Rêvons un peu. Imaginons que le week-end prochain, le Servette FC accueille l'Olympique de Marseille. Enjeu de la partie: le maintien en première division française. Qu'une semaine plus tard, Grasshoppers se déplace dans l'antre du Bayern de Munich qui doit assurer son titre de champion d'Allemagne. Imaginons l'effervescence engendrée par ces deux rendez-vous: les «jingle» d'annonce qui se multiplient sur les radios, les discussions de bureau qui s'échauffent.

Utopie, dites-vous? Peut-être. Mais un peu moins qu'il y a quelques années. Aujourd'hui, la Ligue nationale ne refuse plus le fait que des équipes suisses participent à des championnats supranationaux. Alors pourquoi ne pas remettre sur le tapis l'idée qui avait germé à GC, Bâle, Servette ou Lugano? Chacun de leur côté, les dirigeants de ces clubs avaient envisagé une participation aux championnats des pays voisins.

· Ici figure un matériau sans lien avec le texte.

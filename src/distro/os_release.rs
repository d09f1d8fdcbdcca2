//! Strict parser for Freedesktop `os-release` files.
//!
//! Unlike most real-world readers, every non-blank, non-comment line must be a
//! `KEY=VALUE` assignment. Anything else aborts the parse with the offending
//! line number.

use std::collections::BTreeMap;

use crate::error::ParseError;

/// Parsed content of an `os-release` file.
#[derive(Debug, Clone, Default, PartialEq, Eq)]
pub struct OsIdentity {
    values: BTreeMap<String, String>,
}

impl OsIdentity {
    /// Build an identity from explicit pairs. Later pairs replace earlier ones.
    pub fn from_pairs<K, V>(pairs: impl IntoIterator<Item = (K, V)>) -> Self
    where
        K: Into<String>,
        V: Into<String>,
    {
        Self {
            values: pairs
                .into_iter()
                .map(|(k, v)| (k.into(), v.into()))
                .collect(),
        }
    }

    pub fn get(&self, key: &str) -> Option<&str> {
        self.values.get(key).map(String::as_str)
    }

    /// The `ID` field.
    pub fn id(&self) -> Option<&str> {
        self.get("ID")
    }

    /// The whitespace-split `ID_LIKE` field; empty when absent.
    pub fn id_like(&self) -> Vec<&str> {
        self.get("ID_LIKE")
            .map(|raw| raw.split_whitespace().collect())
            .unwrap_or_default()
    }

    pub fn len(&self) -> usize {
        self.values.len()
    }

    pub fn is_empty(&self) -> bool {
        self.values.is_empty()
    }

    pub fn iter(&self) -> impl Iterator<Item = (&str, &str)> {
        self.values.iter().map(|(k, v)| (k.as_str(), v.as_str()))
    }
}

/// Parse the text of an `os-release` file.
pub fn parse_os_release(content: &str) -> Result<OsIdentity, ParseError> {
    let mut values = BTreeMap::new();

    for (index, raw_line) in content.split('\n').enumerate() {
        let line_number = index + 1;
        let line = raw_line.trim_end();
        if line.is_empty() || line.starts_with('#') {
            continue;
        }

        let Some((key, value)) = split_assignment(line) else {
            return Err(ParseError::InvalidLine {
                line: line_number,
                content: line.to_string(),
            });
        };

        let value = if value.starts_with('"') || value.starts_with('\'') {
            unquote(value).map_err(|message| ParseError::InvalidQuoting {
                line: line_number,
                message,
            })?
        } else {
            value.to_string()
        };

        values.insert(key.to_string(), value);
    }

    Ok(OsIdentity { values })
}

/// Split `KEY=VALUE` where KEY is `[A-Z][A-Z_0-9]+`.
fn split_assignment(line: &str) -> Option<(&str, &str)> {
    let (key, value) = line.split_once('=')?;
    let mut chars = key.chars();
    let first = chars.next()?;
    if !first.is_ascii_uppercase() {
        return None;
    }
    let rest = chars.as_str();
    if rest.is_empty()
        || !rest
            .chars()
            .all(|c| c.is_ascii_uppercase() || c.is_ascii_digit() || c == '_')
    {
        return None;
    }
    Some((key, value))
}

/// Interpret a single quoted literal with backslash escapes.
///
/// The escape set is the os-release(5) shell-quoting one (`\\`, `\'`, `\"`,
/// `\$`, `` \` ``) plus the single-character C escapes. `\0` is a lone NUL
/// rather than an octal prefix and hex escapes are kept verbatim. Adjacent
/// literals and text after the closing quote (even a `# comment`) are
/// rejected.
fn unquote(value: &str) -> Result<String, String> {
    let mut chars = value.char_indices();
    let Some((_, quote)) = chars.next() else {
        return Err("empty value".to_string());
    };

    let mut out = String::with_capacity(value.len());
    while let Some((pos, c)) = chars.next() {
        if c == quote {
            let trailing = &value[pos + c.len_utf8()..];
            if !trailing.is_empty() {
                return Err(format!(
                    "invalid syntax: unexpected text {trailing:?} after closing quote"
                ));
            }
            return Ok(out);
        }
        if c != '\\' {
            out.push(c);
            continue;
        }
        let Some((_, escaped)) = chars.next() else {
            break;
        };
        match escaped {
            '\\' | '\'' | '"' | '$' | '`' => out.push(escaped),
            'n' => out.push('\n'),
            't' => out.push('\t'),
            'r' => out.push('\r'),
            '0' => out.push('\0'),
            'a' => out.push('\u{07}'),
            'b' => out.push('\u{08}'),
            'f' => out.push('\u{0C}'),
            'v' => out.push('\u{0B}'),
            other => {
                out.push('\\');
                out.push(other);
            }
        }
    }

    Err(format!("unterminated string literal (missing closing {quote})"))
}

En matière de droits TV et de sponsoring, les vaches à lait du football, l'option serait à coup sûr gagnante. Mais peut-être qu'elle le serait également en matière de formation et de débouchés pour les jeunes joueurs. Ces «têtes de pont» pourraient offrir un terrain de jeu de haut niveau aux meilleurs joueurs suisses sans qu'ils doivent absolument s'exiler. Quant aux adeptes des derbys régionaux, ils ne seraient pas prétérités. Car rien n'empêcherait la tenue d'un championnat suisse de LNA en parallèle.

Reste la barrière juridique. Sûrement la plus difficile à franchir. Toutefois, à l'heure où le football européen est chamboulé par les batailles d'avocats, renoncer sans essayer n'est pas défendable. L'enjeu en vaut la chandelle.